Iraqi Guerrillas Made Key Demands of CIA at Cairo Conference
Al-Hayat says that [Arabic URL] informed sources maintained to it that the intelligence services of the Arab states, of Iraq, of the guerrilla movement in Iraq, and of the US, conducted discussions on the sidelines of the National Reconciliation Conference for Iraq held recently in Cairo, on how to isolate Abu Musab al-Zarqawi and his radical Salafi (fundamentalist Sunni) faction in Iraq.

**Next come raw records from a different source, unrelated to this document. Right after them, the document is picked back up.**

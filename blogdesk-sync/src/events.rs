//! Notifications emitted by edit sessions and the draft synchronizer.

use tokio::sync::broadcast;
use tracing::debug;

/// Something list views or form guards may want to react to.
#[derive(Debug, Clone, PartialEq, Eq)]
pub enum EditEvent {
    /// An entry was created, updated, or staged offline.
    EntryUpdated,
    /// The edit form was submitted on the given site.
    FormSubmitted { site_id: String },
    /// The edit form was abandoned on the given site.
    FormCancelled { site_id: String },
}

/// Broadcast channel for [`EditEvent`]s. Sending never blocks and is a
/// no-op when nobody listens.
#[derive(Debug, Clone)]
pub struct EventBus {
    tx: broadcast::Sender<EditEvent>,
}

impl EventBus {
    pub fn new(capacity: usize) -> Self {
        let (tx, _) = broadcast::channel(capacity);
        Self { tx }
    }

    pub fn subscribe(&self) -> broadcast::Receiver<EditEvent> {
        self.tx.subscribe()
    }

    pub fn emit(&self, event: EditEvent) {
        if self.tx.send(event).is_err() {
            debug!("No subscribers for edit event");
        }
    }
}

impl Default for EventBus {
    fn default() -> Self {
        Self::new(64)
    }
}
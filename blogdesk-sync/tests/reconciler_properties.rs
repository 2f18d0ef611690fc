//! Property-based tests for attachment deltas.
//!
//! Applying a delta to the initial list must give the current list, under
//! file identity (name and size), whatever the order of either list.

use blogdesk_sync::compute_delta;
use blogdesk_types::{FileEntry, FileKey, RemoteFile};
use proptest::prelude::*;
use std::collections::BTreeSet;

fn file_strategy() -> impl Strategy<Value = FileEntry> {
    (prop::sample::select(vec!["a.txt", "b.png", "c.pdf", "d.doc"]), 1u64..4).prop_map(
        |(name, size)| {
            FileEntry::Remote(RemoteFile {
                filename: name.to_string(),
                filepath: "/".to_string(),
                filesize: size,
                fileurl: String::new(),
                timemodified: 0,
                mimetype: None,
            })
        },
    )
}

fn files_strategy() -> impl Strategy<Value = Vec<FileEntry>> {
    prop::collection::vec(file_strategy(), 0..8)
}

fn keys(files: &[FileEntry]) -> BTreeSet<FileKey> {
    files.iter().map(FileEntry::key).collect()
}

proptest! {
    #[test]
    fn applying_delta_yields_current(initial in files_strategy(), current in files_strategy()) {
        let delta = compute_delta(&initial, &current);

        let mut result = keys(&initial);
        for removed in &delta.to_remove {
            result.remove(&removed.key());
        }
        for added in &delta.to_add {
            result.insert(added.key());
        }

        prop_assert_eq!(result, keys(&current));
    }

    #[test]
    fn additions_and_removals_are_disjoint(initial in files_strategy(), current in files_strategy()) {
        let delta = compute_delta(&initial, &current);
        let added = keys(&delta.to_add);
        let removed = keys(&delta.to_remove);

        prop_assert!(added.is_disjoint(&removed));
        prop_assert!(added.is_disjoint(&keys(&initial)));
        prop_assert!(removed.is_subset(&keys(&initial)));
        prop_assert_eq!(added.len(), delta.to_add.len());
    }

    #[test]
    fn delta_ignores_input_order(initial in files_strategy(), current in files_strategy()) {
        let mut reversed_initial = initial.clone();
        reversed_initial.reverse();
        let mut reversed_current = current.clone();
        reversed_current.reverse();

        let a = compute_delta(&initial, &current);
        let b = compute_delta(&reversed_initial, &reversed_current);

        prop_assert_eq!(keys(&a.to_add), keys(&b.to_add));
        prop_assert_eq!(keys(&a.to_remove), keys(&b.to_remove));
    }

    #[test]
    fn delta_against_itself_is_empty(files in files_strategy()) {
        prop_assert!(compute_delta(&files, &files).is_empty());
    }
}
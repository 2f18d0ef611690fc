//! [`EditorUi`] on a terminal.

use async_trait::async_trait;
use blogdesk_sync::EditorUi;
use std::io::Write;
use tokio::io::{AsyncBufReadExt, BufReader};
use tracing::{debug, warn};

/// Prints errors to stderr and asks confirmations on stdin.
#[derive(Debug, Clone, Default)]
pub struct TerminalUi {
    /// Answer every confirmation with yes.
    pub assume_yes: bool,
}

impl TerminalUi {
    pub fn new(assume_yes: bool) -> Self {
        Self { assume_yes }
    }
}

/// Accepts `y` and `yes` in any case.
pub fn is_yes(answer: &str) -> bool {
    matches!(answer.trim().to_ascii_lowercase().as_str(), "y" | "yes")
}

#[async_trait]
impl EditorUi for TerminalUi {
    async fn show_error(&self, message: &str) {
        eprintln!("error: {message}");
    }

    async fn confirm(&self, message: &str) -> bool {
        if self.assume_yes {
            return true;
        }

        print!("{message} [y/N] ");
        if let Err(e) = std::io::stdout().flush() {
            warn!("Failed to flush prompt: {}", e);
        }

        let mut line = String::new();
        let mut stdin = BufReader::new(tokio::io::stdin());
        match stdin.read_line(&mut line).await {
            Ok(_) => is_yes(&line),
            Err(e) => {
                warn!("Failed to read answer: {}", e);
                false
            }
        }
    }

    async fn navigate_back(&self) {
        debug!("Editor closed");
    }
}
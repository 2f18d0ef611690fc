use blogdesk_sync::gateway::mock::{GatewayCall, GatewayOp, MockGateway};
use blogdesk_sync::{fetch_entry, FetchRequest, SyncError};
use blogdesk_types::{BlogPost, EntryFilter, EntryId};
use pretty_assertions::assert_eq;
use serde_json::json;

fn post(id: i64, subject: &str, lastmodified: i64) -> BlogPost {
    serde_json::from_value(json!({
        "id": id,
        "subject": subject,
        "courseid": 7,
        "lastmodified": lastmodified,
    }))
    .unwrap()
}

fn course_filter() -> EntryFilter {
    EntryFilter {
        courseid: Some(7),
        ..Default::default()
    }
}

fn listed_request(last_modified: Option<i64>) -> FetchRequest {
    FetchRequest {
        entry_id: EntryId::new(42),
        filters: Some(course_filter()),
        last_modified,
    }
}

// ── Direct fetch ────────────────────────────────────────────────

#[tokio::test]
async fn direct_fetch_returns_entry() {
    let gateway = MockGateway::new();
    gateway.insert_post(post(42, "Hello", 100));

    let found = fetch_entry(&gateway, &FetchRequest::new(EntryId::new(42))).await.unwrap();

    assert_eq!(found.subject, "Hello");
    assert_eq!(gateway.calls(), vec![GatewayCall::FetchById(EntryId::new(42))]);
}

#[tokio::test]
async fn missing_entry_without_filters_is_not_found() {
    let gateway = MockGateway::new();
    let err = fetch_entry(&gateway, &FetchRequest::new(EntryId::new(42)))
        .await
        .unwrap_err();
    assert!(matches!(err, SyncError::NotFound(_)));
    assert_eq!(gateway.ops(), vec![GatewayOp::FetchById]);
}

#[tokio::test]
async fn transport_failure_without_filters_is_returned() {
    let gateway = MockGateway::new();
    gateway.fail_on(GatewayOp::FetchById, || SyncError::Timeout);

    let err = fetch_entry(&gateway, &FetchRequest::new(EntryId::new(42)))
        .await
        .unwrap_err();

    assert!(matches!(err, SyncError::Timeout));
}

// ── Filtered refetch ────────────────────────────────────────────

#[tokio::test]
async fn up_to_date_entry_skips_refetch() {
    let gateway = MockGateway::new();
    gateway.insert_post(post(42, "Hello", 500));

    let found = fetch_entry(&gateway, &listed_request(Some(500))).await.unwrap();

    assert_eq!(found.lastmodified, 500);
    assert_eq!(gateway.ops(), vec![GatewayOp::FetchById]);
}

#[tokio::test]
async fn stale_entry_is_refetched_with_filters() {
    let gateway = MockGateway::new();
    gateway.insert_post(post(42, "Old", 400));
    gateway.set_listed_posts(vec![post(41, "Other", 10), post(42, "New", 500)]);

    let found = fetch_entry(&gateway, &listed_request(Some(500))).await.unwrap();

    assert_eq!(found.subject, "New");
    assert_eq!(
        gateway.calls(),
        vec![
            GatewayCall::FetchById(EntryId::new(42)),
            GatewayCall::FetchByFilter(course_filter()),
        ]
    );
}

#[tokio::test]
async fn stale_entry_missing_from_list_falls_back_to_outdated_copy() {
    let gateway = MockGateway::new();
    gateway.insert_post(post(42, "Old", 400));
    gateway.set_listed_posts(vec![post(41, "Other", 10)]);

    let found = fetch_entry(&gateway, &listed_request(Some(500))).await.unwrap();

    assert_eq!(found.subject, "Old");
    assert_eq!(found.lastmodified, 400);
}

#[tokio::test]
async fn transport_failure_is_retried_with_filters() {
    let gateway = MockGateway::new();
    gateway.fail_on(GatewayOp::FetchById, || {
        SyncError::Network("reset by peer".to_string())
    });
    gateway.set_listed_posts(vec![post(42, "Listed", 300)]);

    let found = fetch_entry(&gateway, &listed_request(None)).await.unwrap();

    assert_eq!(found.subject, "Listed");
}

#[tokio::test]
async fn transport_failure_missing_from_list_is_returned() {
    let gateway = MockGateway::new();
    gateway.fail_on(GatewayOp::FetchById, || SyncError::Timeout);
    gateway.set_listed_posts(vec![]);

    let err = fetch_entry(&gateway, &listed_request(None)).await.unwrap_err();

    assert!(matches!(err, SyncError::Timeout));
}

#[tokio::test]
async fn rejection_is_never_retried() {
    let gateway = MockGateway::new();
    gateway.fail_on(GatewayOp::FetchById, || {
        SyncError::rejected("nopermissiontoviewentry", "You cannot see this entry.")
    });

    let err = fetch_entry(&gateway, &listed_request(Some(1))).await.unwrap_err();

    assert!(err.is_service_rejection());
    assert_eq!(gateway.ops(), vec![GatewayOp::FetchById]);
}

#[tokio::test]
async fn failing_filtered_fetch_reports_its_own_error() {
    let gateway = MockGateway::new();
    gateway.insert_post(post(42, "Old", 400));
    gateway.fail_on(GatewayOp::FetchByFilter, || {
        SyncError::rejected("invalidfilter", "Bad filter")
    });

    let err = fetch_entry(&gateway, &listed_request(Some(500))).await.unwrap_err();

    assert_eq!(err.user_message(), Some("Bad filter"));
}

#[tokio::test]
async fn missing_everywhere_is_not_found() {
    let gateway = MockGateway::new();
    gateway.set_listed_posts(vec![post(41, "Other", 10)]);

    let err = fetch_entry(&gateway, &listed_request(Some(500))).await.unwrap_err();

    assert!(matches!(err, SyncError::NotFound(_)));
    assert_eq!(gateway.ops(), vec![GatewayOp::FetchById, GatewayOp::FetchByFilter]);
}

#[tokio::test]
async fn empty_filters_count_as_no_list_context() {
    let gateway = MockGateway::new();
    gateway.insert_post(post(42, "Direct", 100));
    let request = FetchRequest {
        entry_id: EntryId::new(42),
        filters: Some(EntryFilter::default()),
        last_modified: Some(500),
    };

    let found = fetch_entry(&gateway, &request).await.unwrap();

    assert_eq!(found.subject, "Direct");
    assert_eq!(gateway.ops(), vec![GatewayOp::FetchById]);
}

Iraqi guerrilla groups such as “The Islamic Army,” “The Bloc of Holy Warriors,” and “The Revolution of 1920 Brigades” conveyed their conditions behind the scenes. (Despite the Islamist names of these groups, they are probably mostly neo-Baathist.) Among their demands are 1) working to end the foreign occupation, 2) compensation to the Iraqis for the damages arising from the American invasion; 3) the release of prisoners; and 4) building political and military institutions that are not subservient to American and regional influence.
These guerrilla groups said they would never turn al-Zarqawi over to the Americans even if Washington promised to leave Iraq completely. They might, however, turn him over to a legitimate Iraqi government if the Americans were no longer there.
The Iraqi guerrilla groups maintain that al-Zarqawi’s group is fabulously wealthy, and that he uses his wealth to entice other guerrilla groups to share their intelligence with him. He then bankrolls their operations against US troops.
They said that many Iraqi guerrillas are deeply dismayed at the al-Zarqawi group’s tactic of targetting civilians and Shiites, and that significant numbers have deserted him to join the Iraqi group, The Islamic Army. Al-Zarqawi’s “Qaeda in Mesopotamia” is angry about the desertions and refers to such Iraqis as “apostates.” Nevertheless, The Islamic Army provides security to those who have left Zarqawi. Zarqawi is also deterred from killing the “apostates” because it would set the Sunni Arab guerrilla groups to fighting one another and “open the gates of hell.” In fact, there had in the past been a few instances of reprisal killings by Zarqawi’s men of those who switched groups, and the resulting tensions were so severe that Zarqawi concluded an agreement not to pursue and punish those who left his group to join another one.
The sources say that Zarqawi’s ability to provide suicide bombers derives from his missionaries among the Jihadi Salafi groups. It also derives from his vast wealth.
The sources say that the guerrilla movement has not yet taken a stance toward the Cairo Agreements, and is waiting to see if they are implemented.
Cole: It struck many observers as very strange that the government of Ibrahim Jaafari accepted the demand for a timetable for Coalition troop withdrawal, and also acquiesced in the principle that guerrilla attacks on US troops were legitimate as a form of resistance to foreign occupation. Three important developments may explain Jaafari’s flexibility here. First, his list has an election on Dec. 15, and he needs to burnish nationalist credentials. Second, his list now included the followers of Muqtada al-Sadr, who wants a quick US withdrawal and whose Mahdi Army has clashed with GIs. Third, we now know that back channel negotiations with the guerrilla movement were taking place in Cairo, and these provisions may have been an attempt to reach out to them and bring them in from the cold. Such a move would be in the interest not only of Jaafari, but also of the United States, and the latter may therefore not have protested very much about what were after all pretty painful agreements. (It seems to me unprecedented for a government fighting a guerrilla movement actually to acknowledge the legitimacy of the guerrilla group’s attacks on it and its allies!) Al-Hayat thought that the timetable leading to US withdrawal in 2007 was actually put forward by Ambassador Khalilzad.
The tensions, over policy toward civilians and Shiites, and over defections from Zarqawi’s group to Iraqi neo-Baathist ones, revealed in the al-Hayat article ring true; there have been some indications of these problems in previous press reporting.
I’m afraid, however, that the neo-Baathists want to take over Iraq, and are ruthless about the means, and that they will continue to want to do this after the US leaves.